Stored data:

Content starts

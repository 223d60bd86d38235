// SPDX-FileCopyrightText: 2026 Pagebot Contributors
// SPDX-License-Identifier: MIT OR Apache-2.0

//! Prompt context assembly.

use pagebot_core::types::{ChatTurn, Role, StoredMessage, UserVariable};

/// System instruction: the base prompt followed by the contact's variables,
/// tags, and an optional knowledge base.
pub fn system_instruction(
    base: &str,
    variables: &[UserVariable],
    tags: &[String],
    knowledge_base: Option<&str>,
) -> String {
    let mut context = String::new();
    if !variables.is_empty() {
        context.push_str("\nUser Variables:\n");
        for var in variables {
            context.push_str(&format!("{}: {}\n", var.key, var.value));
        }
    }
    if !tags.is_empty() {
        context.push_str(&format!("\nUser Tags: {}", tags.join(", ")));
    }
    if let Some(kb) = knowledge_base.filter(|kb| !kb.trim().is_empty()) {
        context.push_str(&format!("\nKnowledge Base:\n{kb}"));
    }

    if context.is_empty() {
        base.to_string()
    } else {
        format!("{base}\n{context}")
    }
}

/// Chat turns from the logged history plus the current user turn.
///
/// The inbound message is logged before dispatch. When it is still the last
/// turn it is not repeated; otherwise the user turn is appended so the
/// conversation always ends on the user.
pub fn conversation_turns(history: &[StoredMessage], user_turn: &str) -> Vec<ChatTurn> {
    let mut turns: Vec<ChatTurn> = history
        .iter()
        .map(|m| ChatTurn {
            role: m.role,
            content: m.content.clone(),
        })
        .collect();

    let already_logged = turns
        .last()
        .is_some_and(|t| t.role == Role::User && t.content == user_turn);
    if !already_logged && !user_turn.is_empty() {
        turns.push(ChatTurn {
            role: Role::User,
            content: user_turn.to_string(),
        });
    }
    turns
}
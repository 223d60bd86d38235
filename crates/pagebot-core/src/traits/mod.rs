// SPDX-FileCopyrightText: 2026 Pagebot Contributors
// SPDX-License-Identifier: MIT OR Apache-2.0

//! Adapter trait definitions.
//!
//! All adapters extend the [`PluginAdapter`] base trait and use
//! `#[async_trait]` for dynamic dispatch compatibility.

pub mod adapter;
pub mod channel;
pub mod provider;
pub mod storage;

pub use adapter::PluginAdapter;
pub use channel::ChannelAdapter;
pub use provider::ProviderAdapter;
pub use storage::StorageAdapter;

Content ends

Assigned task
The response must hold only the lines above from the line with "Prompt context assembly." through the line with "for var in variables", each copied exactly, both ends kept.

Solution for this task
//! Prompt context assembly.

use pagebot_core::types::{ChatTurn, Role, StoredMessage, UserVariable};

/// System instruction: the base prompt followed by the contact's variables,
/// tags, and an optional knowledge base.
pub fn system_instruction(
    base: &str,
    variables: &[UserVariable],
    tags: &[String],
    knowledge_base: Option<&str>,
) -> String {
    let mut context = String::new();
    if !variables.is_empty() {
        context.push_str("\nUser Variables:\n");
        for var in variables {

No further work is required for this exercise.